The Yurok (Karuk language: Yurúkvaarar / Yuru Kyara - "downriver Indian; i.e. Yurok Indian")[3] are an Indigenous people from along the Klamath River and Pacific coast, whose homelands are located in present-day California stretching from Trinidad in the south to Crescent City in the north.[2][4] Like most Indigenous peoples in the United States, the Yurok have been dispossessed of most of their land, the majority of which is now owned by timber corporations or has been taken by the National Parks System.[5]

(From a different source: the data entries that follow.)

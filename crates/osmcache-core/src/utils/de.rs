//! Lenient deserializers for OSM's loosely typed JSON.
//!
//! OSM encodes identifiers as strings in some responses and numbers in
//! others, and flags as `true`, `"1"` or `1` depending on the endpoint.

use std::marker::PhantomData;

use serde::de::{self, IgnoredAny};
use serde::Deserialize;
use serde_json::Value;

/// Deserialize a string, number or null into a `String` (null → empty).
pub fn string_or_number<'de, D>(deserializer: D) -> Result<String, D::Error>
where
    D: serde::Deserializer<'de>,
{
    struct StringOrNumberVisitor;

    impl<'de> de::Visitor<'de> for StringOrNumberVisitor {
        type Value = String;

        fn expecting(&self, formatter: &mut std::fmt::Formatter) -> std::fmt::Result {
            formatter.write_str("a string or number")
        }

        fn visit_str<E>(self, v: &str) -> Result<Self::Value, E> {
            Ok(v.to_string())
        }

        fn visit_i64<E>(self, v: i64) -> Result<Self::Value, E> {
            Ok(v.to_string())
        }

        fn visit_u64<E>(self, v: u64) -> Result<Self::Value, E> {
            Ok(v.to_string())
        }

        fn visit_f64<E>(self, v: f64) -> Result<Self::Value, E> {
            Ok(v.to_string())
        }

        fn visit_none<E>(self) -> Result<Self::Value, E> {
            Ok(String::new())
        }

        fn visit_unit<E>(self) -> Result<Self::Value, E> {
            Ok(String::new())
        }
    }

    deserializer.deserialize_any(StringOrNumberVisitor)
}

/// Deserialize `true`/`false`, `1`/`0`, `"1"`/`"0"` or `"true"`/`"false"`.
pub fn flexible_bool<'de, D>(deserializer: D) -> Result<bool, D::Error>
where
    D: serde::Deserializer<'de>,
{
    struct BoolVisitor;

    impl<'de> de::Visitor<'de> for BoolVisitor {
        type Value = bool;

        fn expecting(&self, formatter: &mut std::fmt::Formatter) -> std::fmt::Result {
            formatter.write_str("a boolean, 0/1, or string flag")
        }

        fn visit_bool<E>(self, v: bool) -> Result<Self::Value, E> {
            Ok(v)
        }

        fn visit_i64<E>(self, v: i64) -> Result<Self::Value, E> {
            Ok(v != 0)
        }

        fn visit_u64<E>(self, v: u64) -> Result<Self::Value, E> {
            Ok(v != 0)
        }

        fn visit_str<E>(self, v: &str) -> Result<Self::Value, E> {
            Ok(matches!(v.to_lowercase().as_str(), "1" | "true" | "yes"))
        }

        fn visit_none<E>(self) -> Result<Self::Value, E> {
            Ok(false)
        }

        fn visit_unit<E>(self) -> Result<Self::Value, E> {
            Ok(false)
        }
    }

    deserializer.deserialize_any(BoolVisitor)
}

/// Deserialize a keyed object into its entries, in response order,
/// accepting `[]` for "no entries".
///
/// PHP serializes an empty associative array as a JSON list.
pub fn entries_or_empty<'de, D, V>(deserializer: D) -> Result<Vec<(String, V)>, D::Error>
where
    D: serde::Deserializer<'de>,
    V: Deserialize<'de>,
{
    struct EntriesVisitor<V>(PhantomData<V>);

    impl<'de, V: Deserialize<'de>> de::Visitor<'de> for EntriesVisitor<V> {
        type Value = Vec<(String, V)>;

        fn expecting(&self, formatter: &mut std::fmt::Formatter) -> std::fmt::Result {
            formatter.write_str("an object or an empty list")
        }

        fn visit_map<A: de::MapAccess<'de>>(self, mut map: A) -> Result<Self::Value, A::Error> {
            let mut entries = Vec::with_capacity(map.size_hint().unwrap_or(0));
            while let Some((key, value)) = map.next_entry::<String, V>()? {
                entries.push((key, value));
            }
            Ok(entries)
        }

        fn visit_seq<A: de::SeqAccess<'de>>(self, mut seq: A) -> Result<Self::Value, A::Error> {
            match seq.next_element::<IgnoredAny>()? {
                None => Ok(Vec::new()),
                Some(_) => Err(de::Error::custom("expected an object, found a non-empty list")),
            }
        }

        fn visit_unit<E>(self) -> Result<Self::Value, E> {
            Ok(Vec::new())
        }
    }

    deserializer.deserialize_any(EntriesVisitor(PhantomData))
}

/// Render a loose JSON scalar as the string OSM meant.
pub fn value_to_string(value: &Value) -> String {
    match value {
        Value::String(s) => s.clone(),
        Value::Null => String::new(),
        Value::Bool(b) => b.to_string(),
        Value::Number(n) => n.to_string(),
        other => other.to_string(),
    }
}

#[cfg(test)]
mod tests {
    use super::*;
    use serde::Deserialize;

    #[derive(Deserialize)]
    struct Record {
        #[serde(deserialize_with = "string_or_number")]
        id: String,
        #[serde(default, deserialize_with = "flexible_bool")]
        active: bool,
    }

    #[test]
    fn test_string_or_number() {
        let r: Record = serde_json::from_str(r#"{"id": 12}"#).unwrap();
        assert_eq!(r.id, "12");
        let r: Record = serde_json::from_str(r#"{"id": "12"}"#).unwrap();
        assert_eq!(r.id, "12");
        let r: Record = serde_json::from_str(r#"{"id": null}"#).unwrap();
        assert_eq!(r.id, "");
    }

    #[test]
    fn test_flexible_bool() {
        for (json, expected) in [
            (r#"{"id":"1","active":true}"#, true),
            (r#"{"id":"1","active":"1"}"#, true),
            (r#"{"id":"1","active":1}"#, true),
            (r#"{"id":"1","active":"0"}"#, false),
            (r#"{"id":"1","active":false}"#, false),
            (r#"{"id":"1"}"#, false),
        ] {
            let r: Record = serde_json::from_str(json).unwrap();
            assert_eq!(r.active, expected, "{}", json);
        }
    }

    #[derive(Deserialize)]
    struct Keyed {
        #[serde(deserialize_with = "entries_or_empty")]
        data: Vec<(String, u32)>,
    }

    #[derive(Debug, Deserialize)]
    struct Named {
        #[allow(dead_code)]
        name: String,
    }

    #[derive(Debug, Deserialize)]
    struct KeyedNamed {
        #[serde(deserialize_with = "entries_or_empty")]
        #[allow(dead_code)]
        data: Vec<(String, Named)>,
    }

    #[test]
    fn test_entries_keep_response_order() {
        let k: Keyed = serde_json::from_str(r#"{"data": {"99": 1, "100": 2, "5": 3}}"#).unwrap();
        let keys: Vec<&str> = k.data.iter().map(|(key, _)| key.as_str()).collect();
        assert_eq!(keys, vec!["99", "100", "5"]);
        assert_eq!(k.data[1].1, 2);
    }

    #[test]
    fn test_entries_accept_empty_list() {
        let k: Keyed = serde_json::from_str(r#"{"data": []}"#).unwrap();
        assert!(k.data.is_empty());
        assert!(serde_json::from_str::<Keyed>(r#"{"data": [1]}"#).is_err());
    }

    #[test]
    fn test_entry_error_keeps_field_context() {
        let err = serde_json::from_str::<KeyedNamed>(r#"{"data": {"1": {"name": "a"}, "2": {}}}"#)
            .unwrap_err()
            .to_string();
        assert!(err.contains("missing field `name`"), "{}", err);
    }

    #[test]
    fn test_value_to_string() {
        assert_eq!(value_to_string(&Value::from("Yes")), "Yes");
        assert_eq!(value_to_string(&Value::from(3)), "3");
        assert_eq!(value_to_string(&Value::Null), "");
        assert_eq!(value_to_string(&Value::Bool(true)), "true");
    }
}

The Yurok refer to themselves as 'Oohl ("person") or 'O'loolekweesh 'o'l / 'Oolekwoh (lit. "'o'loolekw [= "village"] dwellers"). Ner'ernerh / Nert'ernerh ("Coast people, i.e. Coast Yurok") refers to Yurok on the coast and Hehlkeeklaa ("Klamath River people, i.e. Klamath River Yurok") refers to Yurok who live along the Klamath River. Pueleeklaa / Pueleekla' or Puelekuekla' / Puelekueklaa' ("down river/downstream people, i.e. River Yurok") is used to distinguish themselves from the upriver (Klamath River) living Karuk (Pecheeklaa / Pecheekla = "up river/upstream people, i.e. Karuk people"). Saa'agoch' / Saa'agochehl ("Yurok language") is one of two Algic languages spoken in California, the other being Wiyot (therefore they are culturally similar to the Wiyot people) and is currently undergoing a successful revitalization effort.[6]

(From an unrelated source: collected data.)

//! Ordered query/form parameters.
//!
//! The same encoding is used for request bodies, query strings appended to
//! endpoint paths, and cache scope derivation, so the output must be stable:
//! pairs are emitted in insertion order and only values are percent-encoded.

/// Ordered `key=value` parameters for a request.
#[derive(Debug, Clone, Default, PartialEq, Eq)]
pub struct QueryParams {
    pairs: Vec<(String, String)>,
}

impl QueryParams {
    pub fn new() -> Self {
        Self::default()
    }

    /// Append a parameter, keeping insertion order.
    pub fn with(mut self, key: impl Into<String>, value: impl Into<String>) -> Self {
        self.push(key, value);
        self
    }

    pub fn push(&mut self, key: impl Into<String>, value: impl Into<String>) {
        self.pairs.push((key.into(), value.into()));
    }

    pub fn is_empty(&self) -> bool {
        self.pairs.is_empty()
    }

    pub fn len(&self) -> usize {
        self.pairs.len()
    }

    pub fn iter(&self) -> impl Iterator<Item = (&str, &str)> {
        self.pairs.iter().map(|(k, v)| (k.as_str(), v.as_str()))
    }

    /// Lazily yield `key=escaped(value)` for each pair.
    pub fn encoded_pairs(&self) -> impl Iterator<Item = String> + '_ {
        self.pairs
            .iter()
            .map(|(k, v)| format!("{}={}", k, urlencoding::encode(v)))
    }

    pub fn to_query_string(&self) -> String {
        self.encoded_pairs().collect::<Vec<_>>().join("&")
    }
}

impl<K, V> FromIterator<(K, V)> for QueryParams
where
    K: Into<String>,
    V: Into<String>,
{
    fn from_iter<I: IntoIterator<Item = (K, V)>>(iter: I) -> Self {
        Self {
            pairs: iter.into_iter().map(|(k, v)| (k.into(), v.into())).collect(),
        }
    }
}

/// Append an encoded query to an endpoint path, respecting an existing `?`.
pub fn append_query(endpoint: &str, query: Option<&str>) -> String {
    match query {
        Some(q) if !q.is_empty() => {
            let separator = if endpoint.contains('?') { '&' } else { '?' };
            format!("{}{}{}", endpoint, separator, q)
        }
        _ => endpoint.to_string(),
    }
}

#[cfg(test)]
mod tests {
    use super::*;

    #[test]
    fn test_encodes_values_in_order() {
        let params = QueryParams::new().with("a", "1").with("b", "x y");
        assert_eq!(params.to_query_string(), "a=1&b=x%20y");
    }

    #[test]
    fn test_keys_are_not_escaped() {
        let params = QueryParams::new().with("type id", "a&b=c");
        assert_eq!(params.to_query_string(), "type id=a%26b%3Dc");
    }

    #[test]
    fn test_no_implicit_sorting() {
        let params: QueryParams = [("z", "1"), ("a", "2")].into_iter().collect();
        let pairs: Vec<String> = params.encoded_pairs().collect();
        assert_eq!(pairs, vec!["z=1", "a=2"]);
    }

    #[test]
    fn test_identical_input_yields_identical_encoding() {
        let build = || QueryParams::new().with("section_id", "12").with("term_id", "99");
        assert_eq!(build().to_query_string(), build().to_query_string());
    }

    #[test]
    fn test_empty_params() {
        assert_eq!(QueryParams::new().to_query_string(), "");
    }

    #[test]
    fn test_append_query() {
        assert_eq!(append_query("api.php", Some("a=1")), "api.php?a=1");
        assert_eq!(
            append_query("api.php?action=getTerms", Some("a=1")),
            "api.php?action=getTerms&a=1"
        );
        assert_eq!(append_query("api.php", None), "api.php");
        assert_eq!(append_query("api.php", Some("")), "api.php");
    }
}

Today, the Yurok live on the Yurok Indian Reservation and surrounding communities in Humboldt, Del Norte and Trinity counties. Although the reservation comprises some 56,000 acres (23,000 ha) of contiguous land along the Klamath River, only about 5,000 acres (2,000 ha) of scattered plots are under partial tribal ownership. Most Yurok land remains in settler or Euro-American hands under the auspices of forest management which has significantly dis-empowered the Yurok people and disrupted their ability to access natural resources, land, and practice Indigenous lifeways.[7]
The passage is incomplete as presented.